Collected data:

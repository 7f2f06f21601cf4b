//! Short URL creation and resolution service.

use std::sync::Arc;

use serde_json::json;
use tokio_retry::RetryIf;
use tokio_retry::strategy::FixedInterval;
use tracing::{debug, info, warn};

use crate::application::services::key_allocator::{DEFAULT_MAX_ATTEMPTS, KeyAllocator};
use crate::domain::entities::{NewUrlRecord, UrlRecord};
use crate::domain::repositories::UrlRepository;
use crate::error::AppError;
use crate::utils::key_generator::{DEFAULT_KEY_LENGTH, DEFAULT_SECRET_KEY_LENGTH, is_valid_key};
use crate::utils::url_validator::validate_target_url;

/// Default number of full allocate-and-insert retries after a unique
/// constraint violation.
pub const DEFAULT_INSERT_RETRIES: usize = 3;

/// Pause between insert retries.
const INSERT_RETRY_DELAY_MS: u64 = 10;

/// Key lengths and retry bounds used by [`ShortenerService`].
#[derive(Debug, Clone, Copy)]
pub struct ShortenerSettings {
    pub key_length: usize,
    pub secret_key_length: usize,
    pub max_key_attempts: usize,
    pub insert_retries: usize,
}

impl Default for ShortenerSettings {
    fn default() -> Self {
        Self {
            key_length: DEFAULT_KEY_LENGTH,
            secret_key_length: DEFAULT_SECRET_KEY_LENGTH,
            max_key_attempts: DEFAULT_MAX_ATTEMPTS,
            insert_retries: DEFAULT_INSERT_RETRIES,
        }
    }
}

/// Service issuing short keys and resolving them back to target URLs.
///
/// Public and secret keys share one namespace: a candidate is rejected if it
/// already appears in either column of any record, active or not. The secret
/// key is drawn independently of the public key and carries no prefix.
pub struct ShortenerService<R: UrlRepository> {
    repository: Arc<R>,
    allocator: KeyAllocator,
    settings: ShortenerSettings,
}

impl<R: UrlRepository> ShortenerService<R> {
    /// Creates a service with default settings.
    pub fn new(repository: Arc<R>) -> Self {
        Self::with_settings(repository, ShortenerSettings::default())
    }

    pub fn with_settings(repository: Arc<R>, settings: ShortenerSettings) -> Self {
        Self {
            repository,
            allocator: KeyAllocator::new(settings.max_key_attempts),
            settings,
        }
    }

    /// Shortens `target_url`.
    ///
    /// # Flow
    ///
    /// 1. Validate the URL (absolute, HTTP(S), host present)
    /// 2. Allocate the public key
    /// 3. Allocate the secret key, avoiding the public key as well
    /// 4. Insert the record
    ///
    /// Steps 2-4 are retried as a whole when the insert hits a unique index,
    /// which happens only when a concurrent request took the same key between
    /// the check and the insert.
    ///
    /// # Errors
    ///
    /// - [`AppError::InvalidUrl`] if validation fails (nothing is persisted)
    /// - [`AppError::KeyExhaustion`] if no free key was found
    /// - [`AppError::ConstraintViolation`] if every insert retry collided
    pub async fn create(&self, target_url: &str) -> Result<UrlRecord, AppError> {
        let target = validate_target_url(target_url).map_err(|e| {
            AppError::invalid_url(
                "Your provided URL is not valid!",
                json!({ "target_url": target_url, "reason": e.to_string() }),
            )
        })?;
        let target = target.as_str();

        let strategy =
            FixedInterval::from_millis(INSERT_RETRY_DELAY_MS).take(self.settings.insert_retries);

        let record = RetryIf::spawn(
            strategy,
            move || self.allocate_and_insert(target),
            |e: &AppError| {
                let retry = e.is_constraint_violation();
                if retry {
                    warn!(error = %e, "Key taken concurrently, retrying creation");
                }
                retry
            },
        )
        .await?;

        info!(id = record.id, key = %record.key, "Short URL created");

        Ok(record)
    }

    /// Resolves a public key to its target URL.
    ///
    /// Only active records resolve. A successful lookup bumps the record's
    /// click counter; a failure to count is logged and does not affect the
    /// result.
    ///
    /// # Errors
    ///
    /// Returns [`AppError::NotFound`] carrying the requested key if no active
    /// record matches. Keys with characters outside `A-Z0-9` are rejected
    /// without a lookup.
    pub async fn resolve(&self, key: &str) -> Result<String, AppError> {
        let not_found =
            || AppError::not_found(format!("URL '{}' doesn't exist!", key), json!({ "key": key }));

        // Nothing outside the key alphabet was ever issued.
        if !is_valid_key(key) {
            return Err(not_found());
        }

        let record = self
            .repository
            .find_active_by_key(key)
            .await?
            .ok_or_else(not_found)?;

        if let Err(e) = self.repository.record_click(record.id).await {
            warn!(id = record.id, error = %e, "Failed to record click");
        }

        debug!(key, target = %record.target_url, "Resolved short URL");

        Ok(record.target_url)
    }

    async fn allocate_and_insert(&self, target_url: &str) -> Result<UrlRecord, AppError> {
        let repository = &self.repository;

        let key = self
            .allocator
            .allocate(self.settings.key_length, move |candidate| async move {
                repository.key_in_use(&candidate).await
            })
            .await?;

        let public_key = key.as_str();
        let secret_key = self
            .allocator
            .allocate(self.settings.secret_key_length, move |candidate| async move {
                if candidate == public_key {
                    return Ok(true);
                }
                repository.key_in_use(&candidate).await
            })
            .await?;

        self.repository
            .insert(NewUrlRecord {
                key,
                secret_key,
                target_url: target_url.to_string(),
            })
            .await
    }
}

#[cfg(test)]
mod tests {
    use super::*;
    use crate::domain::entities::UrlStatus;
    use crate::domain::repositories::MockUrlRepository;
    use mockall::Sequence;

    fn record_from(new_record: NewUrlRecord, id: i64) -> UrlRecord {
        UrlRecord::new(
            id,
            new_record.key,
            new_record.secret_key,
            new_record.target_url,
            UrlStatus::Active,
            0,
        )
    }

    fn create_test_record(key: &str, url: &str) -> UrlRecord {
        UrlRecord::new(
            1,
            key.to_string(),
            "SECRET01".to_string(),
            url.to_string(),
            UrlStatus::Active,
            0,
        )
    }

    #[tokio::test]
    async fn test_create_success() {
        let mut mock_repo = MockUrlRepository::new();

        mock_repo
            .expect_key_in_use()
            .times(2)
            .returning(|_| Ok(false));

        mock_repo
            .expect_insert()
            .withf(|new_record| {
                new_record.key.len() == 5
                    && new_record.secret_key.len() == 8
                    && new_record.target_url == "https://example.com/page"
            })
            .times(1)
            .returning(|new_record| Ok(record_from(new_record, 1)));

        let service = ShortenerService::new(Arc::new(mock_repo));

        let record = service.create("https://example.com/page").await.unwrap();

        assert_eq!(record.target_url, "https://example.com/page");
        assert_eq!(record.key.len(), 5);
        assert_eq!(record.secret_key.len(), 8);
        assert!(record.is_active());
        assert_eq!(record.clicks, 0);
    }

    #[tokio::test]
    async fn test_create_invalid_url_does_not_touch_store() {
        let mut mock_repo = MockUrlRepository::new();
        mock_repo.expect_key_in_use().times(0);
        mock_repo.expect_insert().times(0);

        let service = ShortenerService::new(Arc::new(mock_repo));

        let result = service.create("not-a-url").await;

        assert!(matches!(result, Err(AppError::InvalidUrl { .. })));
    }

    #[tokio::test]
    async fn test_create_rejects_non_http_scheme() {
        let mut mock_repo = MockUrlRepository::new();
        mock_repo.expect_insert().times(0);

        let service = ShortenerService::new(Arc::new(mock_repo));

        let result = service.create("javascript:alert(1)").await;

        assert!(matches!(result, Err(AppError::InvalidUrl { .. })));
    }

    #[tokio::test]
    async fn test_create_skips_taken_public_key() {
        let mut mock_repo = MockUrlRepository::new();
        let mut seq = Sequence::new();

        mock_repo
            .expect_key_in_use()
            .times(1)
            .in_sequence(&mut seq)
            .returning(|_| Ok(true));
        mock_repo
            .expect_key_in_use()
            .times(2)
            .in_sequence(&mut seq)
            .returning(|_| Ok(false));

        mock_repo
            .expect_insert()
            .times(1)
            .returning(|new_record| Ok(record_from(new_record, 1)));

        let service = ShortenerService::new(Arc::new(mock_repo));

        assert!(service.create("https://example.com").await.is_ok());
    }

    #[tokio::test]
    async fn test_create_secret_never_equals_public_key() {
        let mut mock_repo = MockUrlRepository::new();
        mock_repo.expect_key_in_use().returning(|_| Ok(false));
        mock_repo
            .expect_insert()
            .withf(|new_record| new_record.key != new_record.secret_key)
            .times(1)
            .returning(|new_record| Ok(record_from(new_record, 1)));

        let settings = ShortenerSettings {
            key_length: 1,
            secret_key_length: 1,
            max_key_attempts: 500,
            insert_retries: 0,
        };
        let service = ShortenerService::with_settings(Arc::new(mock_repo), settings);

        let record = service.create("https://example.com").await.unwrap();

        assert_ne!(record.key, record.secret_key);
    }

    #[tokio::test]
    async fn test_create_key_exhaustion() {
        let mut mock_repo = MockUrlRepository::new();
        mock_repo
            .expect_key_in_use()
            .times(3)
            .returning(|_| Ok(true));
        mock_repo.expect_insert().times(0);

        let settings = ShortenerSettings {
            max_key_attempts: 3,
            ..ShortenerSettings::default()
        };
        let service = ShortenerService::with_settings(Arc::new(mock_repo), settings);

        let result = service.create("https://example.com").await;

        assert!(matches!(result, Err(AppError::KeyExhaustion { .. })));
    }

    #[tokio::test]
    async fn test_create_retries_after_constraint_violation() {
        let mut mock_repo = MockUrlRepository::new();
        let mut seq = Sequence::new();

        mock_repo.expect_key_in_use().returning(|_| Ok(false));

        mock_repo
            .expect_insert()
            .times(1)
            .in_sequence(&mut seq)
            .returning(|_| {
                Err(AppError::constraint_violation(
                    "Unique constraint violation",
                    json!({}),
                ))
            });
        mock_repo
            .expect_insert()
            .times(1)
            .in_sequence(&mut seq)
            .returning(|new_record| Ok(record_from(new_record, 2)));

        let service = ShortenerService::new(Arc::new(mock_repo));

        let record = service.create("https://example.com").await.unwrap();

        assert_eq!(record.id, 2);
    }

    #[tokio::test]
    async fn test_create_escalates_when_retries_exhausted() {
        let mut mock_repo = MockUrlRepository::new();
        mock_repo.expect_key_in_use().returning(|_| Ok(false));
        mock_repo
            .expect_insert()
            .times(DEFAULT_INSERT_RETRIES + 1)
            .returning(|_| {
                Err(AppError::constraint_violation(
                    "Unique constraint violation",
                    json!({}),
                ))
            });

        let service = ShortenerService::new(Arc::new(mock_repo));

        let result = service.create("https://example.com").await;

        assert!(matches!(result, Err(AppError::ConstraintViolation { .. })));
    }

    #[tokio::test]
    async fn test_create_does_not_retry_other_errors() {
        let mut mock_repo = MockUrlRepository::new();
        mock_repo.expect_key_in_use().returning(|_| Ok(false));
        mock_repo
            .expect_insert()
            .times(1)
            .returning(|_| Err(AppError::internal("Database error", json!({}))));

        let service = ShortenerService::new(Arc::new(mock_repo));

        let result = service.create("https://example.com").await;

        assert!(matches!(result, Err(AppError::Internal { .. })));
    }

    #[tokio::test]
    async fn test_resolve_active_record() {
        let mut mock_repo = MockUrlRepository::new();

        let record = create_test_record("ABCDE", "https://example.com/page");
        mock_repo
            .expect_find_active_by_key()
            .withf(|key| key == "ABCDE")
            .times(1)
            .returning(move |_| Ok(Some(record.clone())));
        mock_repo
            .expect_record_click()
            .withf(|id| *id == 1)
            .times(1)
            .returning(|_| Ok(()));

        let service = ShortenerService::new(Arc::new(mock_repo));

        let target = service.resolve("ABCDE").await.unwrap();

        assert_eq!(target, "https://example.com/page");
    }

    #[tokio::test]
    async fn test_resolve_not_found_carries_key() {
        let mut mock_repo = MockUrlRepository::new();
        mock_repo
            .expect_find_active_by_key()
            .times(1)
            .returning(|_| Ok(None));
        mock_repo.expect_record_click().times(0);

        let service = ShortenerService::new(Arc::new(mock_repo));

        let err = service.resolve("ZZZZZ").await.unwrap_err();

        match err {
            AppError::NotFound { message, details } => {
                assert!(message.contains("ZZZZZ"));
                assert_eq!(details["key"], "ZZZZZ");
            }
            other => panic!("expected NotFound, got {other:?}"),
        }
    }

    #[tokio::test]
    async fn test_resolve_rejects_foreign_characters_without_lookup() {
        let mut mock_repo = MockUrlRepository::new();
        mock_repo.expect_find_active_by_key().times(0);
        mock_repo.expect_record_click().times(0);

        let service = ShortenerService::new(Arc::new(mock_repo));

        for key in ["abcde", "AB-12", "favicon.ico"] {
            let err = service.resolve(key).await.unwrap_err();
            match err {
                AppError::NotFound { details, .. } => assert_eq!(details["key"], key),
                other => panic!("expected NotFound, got {other:?}"),
            }
        }
    }

    #[tokio::test]
    async fn test_resolve_ignores_click_failure() {
        let mut mock_repo = MockUrlRepository::new();

        let record = create_test_record("ABCDE", "https://example.com");
        mock_repo
            .expect_find_active_by_key()
            .returning(move |_| Ok(Some(record.clone())));
        mock_repo
            .expect_record_click()
            .times(1)
            .returning(|_| Err(AppError::internal("Database error", json!({}))));

        let service = ShortenerService::new(Arc::new(mock_repo));

        assert_eq!(
            service.resolve("ABCDE").await.unwrap(),
            "https://example.com"
        );
    }
}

**Problem details:**
Search the data for the string "panic". List each line that has it.

**Answer box:**
            other => panic!("expected NotFound, got {other:?}"),
                other => panic!("expected NotFound, got {other:?}"),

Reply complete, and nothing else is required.